> _Task goal_
Each line from the line containing "impl fmt::Display for" through the last line of the entries is to be reproduced exactly as it stands.

> _Records for processing_
╭──

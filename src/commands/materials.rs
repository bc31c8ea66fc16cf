use anyhow::Result;
use colored::Colorize;
use comfy_table::{presets::UTF8_FULL, Cell, CellAlignment, Color, ContentArrangement, Table};
use std::path::Path;
use std::sync::Arc;
use std::time::Duration;
use zipper_site::catalog::{loader::build_feed_client, CatalogSnapshot, CatalogSource, MaterialCatalog};
use zipper_site::config::{self, Config};

/// Fetch the catalog the same way the server does at startup
pub async fn load_snapshot(cfg: &Config, fallback_only: bool) -> Result<Arc<CatalogSnapshot>> {
    if fallback_only {
        return Ok(Arc::new(CatalogSnapshot::fallback()));
    }
    let client = build_feed_client(cfg.catalog.timeout_seconds.map(Duration::from_secs))?;
    let catalog = MaterialCatalog::new(client, cfg.catalog.sheet_url.clone());
    Ok(catalog.refresh().await)
}

/// Execute the materials command
pub async fn execute(config_path: &Path, fallback_only: bool) -> Result<()> {
    let cfg = config::load_config(config_path)?;

    if !fallback_only && !cfg.catalog.sheet_url.trim().is_empty() {
        println!("{}", "Fetching materials sheet...".yellow());
    }
    let snapshot = load_snapshot(&cfg, fallback_only).await?;

    let source = match snapshot.source {
        CatalogSource::Feed => "spreadsheet".green(),
        CatalogSource::Fallback => "built-in fallback".yellow(),
    };
    println!("{} {} ({} materials)", "Source:".bold(), source, snapshot.materials.len());
    println!();
    println!("{}", render_table(&snapshot));

    Ok(())
}

fn render_table(snapshot: &CatalogSnapshot) -> Table {
    let mut table = Table::new();
    table
        .load_preset(UTF8_FULL)
        .set_content_arrangement(ContentArrangement::Dynamic);

    table.set_header(vec![
        Cell::new("#").fg(Color::Cyan),
        Cell::new("MATERIAL").fg(Color::Cyan),
        Cell::new("TECH").fg(Color::Cyan),
        Cell::new("USE").fg(Color::Cyan),
        Cell::new("MULTIPLIER").fg(Color::Cyan),
    ]);

    for (idx, material) in snapshot.materials.iter().enumerate() {
        table.add_row(vec![
            Cell::new(idx + 1),
            Cell::new(&material.name),
            Cell::new(&material.tech),
            Cell::new(&material.tag),
            Cell::new(format!("×{:.2}", material.multiplier)).set_alignment(CellAlignment::Right),
        ]);
    }

    table
}
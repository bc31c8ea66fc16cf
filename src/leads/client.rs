use std::time::Duration;

use tracing::{debug, warn};
use url::Url;

use crate::error::AppError;
use crate::leads::models::LeadPayload;
use crate::logging::SensitivePhone;
use crate::metrics;

/// Forwards leads to the CRM endpoint, once, without retries.
///
/// Without a resolvable endpoint every submission fails (and is logged).
#[derive(Clone)]
pub struct LeadSubmitter {
    client: reqwest::Client,
    endpoint: Option<String>,
}

/// Resolve a possibly relative endpoint path against a base URL
pub fn resolve_endpoint(base_url: Option<&str>, endpoint: &str) -> Result<String, AppError> {
    if let Ok(url) = Url::parse(endpoint) {
        return Ok(url.to_string());
    }
    let base = base_url.ok_or_else(|| {
        AppError::ConfigError(format!(
            "Lead endpoint '{}' is relative but no leads.base_url is set",
            endpoint
        ))
    })?;
    let base = Url::parse(base)
        .map_err(|e| AppError::ConfigError(format!("Invalid leads.base_url '{}': {}", base, e)))?;
    base.join(endpoint)
        .map(|url| url.to_string())
        .map_err(|e| AppError::ConfigError(format!("Invalid lead endpoint '{}': {}", endpoint, e)))
}

impl LeadSubmitter {
    pub fn new(endpoint: Option<String>, timeout: Option<Duration>) -> Result<Self, AppError> {
        let mut builder = reqwest::Client::builder();
        if let Some(timeout) = timeout {
            builder = builder.timeout(timeout);
        }
        let client = builder
            .build()
            .map_err(|e| AppError::ConfigError(format!("Failed to build HTTP client: {}", e)))?;

        Ok(Self { client, endpoint })
    }

    pub fn endpoint(&self) -> Option<&str> {
        self.endpoint.as_deref()
    }

    /// POST the lead; errors are returned to the caller
    pub async fn try_submit(&self, payload: &LeadPayload) -> Result<(), AppError> {
        let endpoint = self
            .endpoint
            .as_deref()
            .ok_or_else(|| AppError::ConfigError("No lead endpoint configured".to_string()))?;
        let response = self.client.post(endpoint).json(payload).send().await?;

        if !response.status().is_success() {
            return Err(AppError::UpstreamError {
                status: response.status(),
                message: "Lead endpoint rejected the lead".to_string(),
            });
        }
        Ok(())
    }

    /// POST the lead and swallow any failure after logging it
    pub async fn submit(&self, payload: LeadPayload) {
        let phone = payload
            .contact
            .as_ref()
            .map(|c| SensitivePhone::new(&c.phone).to_string())
            .unwrap_or_default();

        match self.try_submit(&payload).await {
            Ok(()) => {
                debug!(
                    lead_id = %payload.lead_id,
                    lead_type = payload.lead_type.as_str(),
                    phone = %phone,
                    "Lead forwarded"
                );
                metrics::record_lead_forward("success");
            }
            Err(e) => {
                warn!(
                    lead_id = %payload.lead_id,
                    lead_type = payload.lead_type.as_str(),
                    error = %e,
                    "amo submit error"
                );
                metrics::record_lead_forward("failure");
            }
        }
    }

    /// Fire-and-forget: the caller never waits for the CRM
    pub fn spawn_submit(&self, payload: LeadPayload) -> tokio::task::JoinHandle<()> {
        let submitter = self.clone();
        tokio::spawn(async move { submitter.submit(payload).await })
    }
}

#[cfg(test)]
mod tests {
    use super::*;

    #[test]
    fn test_resolve_absolute_endpoint() {
        let url = resolve_endpoint(None, "https://crm.example.com/api/amo/lead").unwrap();
        assert_eq!(url, "https://crm.example.com/api/amo/lead");
    }

    #[test]
    fn test_resolve_relative_endpoint() {
        let url = resolve_endpoint(Some("http://127.0.0.1:3000"), "/api/amo/lead").unwrap();
        assert_eq!(url, "http://127.0.0.1:3000/api/amo/lead");
    }

    #[test]
    fn test_relative_endpoint_without_base_is_config_error() {
        let err = resolve_endpoint(None, "/api/amo/lead").unwrap_err();
        assert!(matches!(err, AppError::ConfigError(_)));
    }

    #[tokio::test]
    async fn test_submit_swallows_connection_errors() {
        let submitter = LeadSubmitter::new(Some("http://127.0.0.1:1/lead".to_string()), None).unwrap();
        let payload = sample_payload();
        assert!(submitter.try_submit(&payload).await.is_err());
        submitter.submit(payload).await;
    }

    #[tokio::test]
    async fn test_missing_endpoint_fails_softly() {
        let submitter = LeadSubmitter::new(None, None).unwrap();
        let err = submitter.try_submit(&sample_payload()).await.unwrap_err();
        assert!(matches!(err, AppError::ConfigError(_)));
        submitter.spawn_submit(sample_payload()).await.unwrap();
    }

    fn sample_payload() -> LeadPayload {
        LeadPayload::calc(
            "AZ-202501-1000".to_string(),
            "PETG".to_string(),
            crate::pricing::QualityTier::Std,
            10.0,
            350,
            Default::default(),
        )
    }
}
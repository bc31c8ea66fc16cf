//! Tracing setup and masking of personal data in log fields.

use std::fmt;

use tracing_subscriber::{fmt as tracing_fmt, prelude::*, EnvFilter};

/// Initialize tracing/logging.
///
/// `RUST_LOG` wins over `default_level`; `format = "json"` switches to JSON lines.
pub fn init_tracing(default_level: &str, format: &str) {
    let filter = EnvFilter::try_from_default_env()
        .unwrap_or_else(|_| EnvFilter::new(default_level));

    let registry = tracing_subscriber::registry().with(filter);
    let result = if format.eq_ignore_ascii_case("json") {
        registry
            .with(tracing_fmt::layer().json().with_target(true))
            .try_init()
    } else {
        registry.with(tracing_fmt::layer().with_target(true)).try_init()
    };

    if let Err(e) = result {
        eprintln!("Warning: tracing already initialized: {}", e);
    }
}

/// Phone number safe for logs: keeps the country code and last two digits
#[derive(Clone, Debug)]
pub struct SensitivePhone<'a> {
    inner: &'a str,
}

impl<'a> SensitivePhone<'a> {
    /// # Examples
    /// ```
    /// use zipper_site::logging::SensitivePhone;
    ///
    /// let masked = SensitivePhone::new("+7 (916) 123-45-67");
    /// assert_eq!(masked.to_string(), "+7********67");
    /// ```
    pub fn new(phone: &'a str) -> Self {
        Self { inner: phone }
    }
}

impl<'a> fmt::Display for SensitivePhone<'a> {
    fn fmt(&self, f: &mut fmt::Formatter<'_>) -> fmt::Result {
        let digits: Vec<char> = self.inner.chars().filter(|c| c.is_ascii_digit()).collect();
        if digits.len() < 5 {
            return write!(f, "***");
        }
        let head: String = digits[..1].iter().collect();
        let tail: String = digits[digits.len() - 2..].iter().collect();
        write!(f, "+{}{}{}", head, "*".repeat(digits.len() - 3), tail)
    }
}

/// First letter of each word, the rest hidden
pub fn mask_name(name: &str) -> String {
    name.split_whitespace()
        .map(|word| {
            let mut chars = word.chars();
            match chars.next() {
                Some(first) => format!("{}{}", first, "*".repeat(chars.count())),
                None => String::new(),
            }
        })
        .collect::<Vec<_>>()
        .join(" ")
}
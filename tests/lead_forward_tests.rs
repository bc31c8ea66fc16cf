/// Integration tests for forwarding leads to the CRM endpoint
mod common;

use std::collections::BTreeMap;

use common::{setup_crm_mock, wait_for_requests, LEAD_PATH};
use serde_json::{json, Value};
use wiremock::{
    matchers::{body_partial_json, method, path},
    Mock, MockServer, ResponseTemplate,
};
use zipper_site::{
    error::AppError,
    leads::{resolve_endpoint, Contact, LeadFile, LeadPayload, LeadSubmitter},
    pricing::QualityTier,
};

fn submitter_for(server: &MockServer) -> LeadSubmitter {
    let endpoint = resolve_endpoint(Some(&server.uri()), LEAD_PATH).unwrap();
    LeadSubmitter::new(Some(endpoint), None).unwrap()
}

fn file_payload() -> LeadPayload {
    let mut utm = BTreeMap::new();
    utm.insert("utm_source".to_string(), "yandex".to_string());
    utm.insert("referrer".to_string(), String::new());

    LeadPayload::file(
        "AZ-202510-4242".to_string(),
        true,
        Contact {
            name: "Анна".to_string(),
            phone: "+7 (916) 123-45-67".to_string(),
        },
        vec![LeadFile {
            name: "housing.step".to_string(),
            size: 1_572_864,
        }],
        utm,
    )
}

#[tokio::test]
async fn test_file_lead_is_posted_as_json() {
    let server = MockServer::start().await;
    Mock::given(method("POST"))
        .and(path(LEAD_PATH))
        .and(body_partial_json(json!({
            "lead_id": "AZ-202510-4242",
            "type": "file",
            "consent": true,
            "contact": { "name": "Анна", "phone": "+7 (916) 123-45-67" },
            "files": [{ "name": "housing.step", "size": 1572864 }],
            "utm": { "utm_source": "yandex", "referrer": "" },
        })))
        .respond_with(ResponseTemplate::new(200))
        .expect(1)
        .mount(&server)
        .await;

    let submitter = submitter_for(&server);
    submitter.try_submit(&file_payload()).await.unwrap();
}

#[tokio::test]
async fn test_calc_lead_omits_contact_fields() {
    let server = setup_crm_mock(200).await;
    let submitter = submitter_for(&server);

    let payload = LeadPayload::calc(
        "AZ-202510-1001".to_string(),
        "PETG".to_string(),
        QualityTier::Hd,
        120.0,
        5670,
        BTreeMap::new(),
    );
    submitter.spawn_submit(payload).await.unwrap();

    let received = wait_for_requests(&server, 1).await;
    assert_eq!(received.len(), 1);

    let body: Value = serde_json::from_slice(&received[0].body).unwrap();
    assert_eq!(body["type"], "calc");
    assert_eq!(body["quality"], "hd");
    assert_eq!(body["price_est"], 5670);
    assert!(body.get("contact").is_none());
    assert!(body.get("files").is_none());
    assert!(body.get("consent").is_none());
}

#[tokio::test]
async fn test_crm_error_is_reported_but_not_retried() {
    let server = setup_crm_mock(500).await;
    let submitter = submitter_for(&server);

    let err = submitter.try_submit(&file_payload()).await.unwrap_err();
    match err {
        AppError::UpstreamError { status, .. } => assert_eq!(status.as_u16(), 500),
        other => panic!("Expected upstream error, got {:?}", other),
    }

    // Swallowed, exactly one more attempt
    submitter.submit(file_payload()).await;
    let received = server.received_requests().await.unwrap();
    assert_eq!(received.len(), 2);
}
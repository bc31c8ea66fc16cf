pub mod catalog;
pub mod config;
pub mod error;
pub mod handlers;
pub mod leads;
pub mod logging;
pub mod metrics;
pub mod pricing;
pub mod server;
pub mod signals;
pub mod site;

pub use logging::init_tracing;
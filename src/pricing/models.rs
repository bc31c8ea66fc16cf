use std::fmt;
use std::str::FromStr;

use serde::{Deserialize, Serialize};

use crate::error::AppError;

/// Print resolution preset
#[derive(Debug, Clone, Copy, Default, PartialEq, Eq, Hash, Serialize, Deserialize)]
#[serde(rename_all = "lowercase")]
pub enum QualityTier {
    /// 1.5-0.8 mm layers
    Draft,
    /// 0.6-0.4 mm layers
    #[default]
    Std,
    /// 0.4-0.2 mm layers
    Hd,
}

impl QualityTier {
    pub fn multiplier(&self) -> f64 {
        match self {
            Self::Draft => 0.75,
            Self::Std => 1.0,
            Self::Hd => 1.35,
        }
    }

    pub fn as_str(&self) -> &'static str {
        match self {
            Self::Draft => "draft",
            Self::Std => "std",
            Self::Hd => "hd",
        }
    }
}

impl fmt::Display for QualityTier {
    fn fmt(&self, f: &mut fmt::Formatter<'_>) -> fmt::Result {
        f.write_str(self.as_str())
    }
}

impl FromStr for QualityTier {
    type Err = AppError;

    fn from_str(s: &str) -> Result<Self, Self::Err> {
        match s.trim().to_ascii_lowercase().as_str() {
            "draft" => Ok(Self::Draft),
            "std" => Ok(Self::Std),
            "hd" => Ok(Self::Hd),
            other => Err(AppError::BadRequest(format!("Unknown quality tier: {}", other))),
        }
    }
}

/// Which formula produced an estimate
#[derive(Debug, Clone, Copy, PartialEq, Eq, Serialize)]
#[serde(rename_all = "snake_case")]
pub enum PricingBranch {
    /// Resin priced by weight
    Resin,
    /// Everything else priced by volume
    Volume,
}

impl PricingBranch {
    pub fn as_str(&self) -> &'static str {
        match self {
            Self::Resin => "resin",
            Self::Volume => "volume",
        }
    }
}

/// Result of one price estimate
#[derive(Debug, Clone, PartialEq, Serialize)]
pub struct PriceEstimate {
    pub material: String,
    pub quality: QualityTier,
    pub volume_cm3: f64,
    pub branch: PricingBranch,
    pub price: u64,
}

╰──

> _Solution to this problem_
impl fmt::Display for QualityTier {
    fn fmt(&self, f: &mut fmt::Formatter<'_>) -> fmt::Result {
        f.write_str(self.as_str())
    }
}

impl FromStr for QualityTier {
    type Err = AppError;

    fn from_str(s: &str) -> Result<Self, Self::Err> {
        match s.trim().to_ascii_lowercase().as_str() {
            "draft" => Ok(Self::Draft),
            "std" => Ok(Self::Std),
            "hd" => Ok(Self::Hd),
            other => Err(AppError::BadRequest(format!("Unknown quality tier: {}", other))),
        }
    }
}

/// Which formula produced an estimate
#[derive(Debug, Clone, Copy, PartialEq, Eq, Serialize)]
#[serde(rename_all = "snake_case")]
pub enum PricingBranch {
    /// Resin priced by weight
    Resin,
    /// Everything else priced by volume
    Volume,
}

impl PricingBranch {
    pub fn as_str(&self) -> &'static str {
        match self {
            Self::Resin => "resin",
            Self::Volume => "volume",
        }
    }
}

/// Result of one price estimate
#[derive(Debug, Clone, PartialEq, Serialize)]
pub struct PriceEstimate {
    pub material: String,
    pub quality: QualityTier,
    pub volume_cm3: f64,
    pub branch: PricingBranch,
    pub price: u64,
}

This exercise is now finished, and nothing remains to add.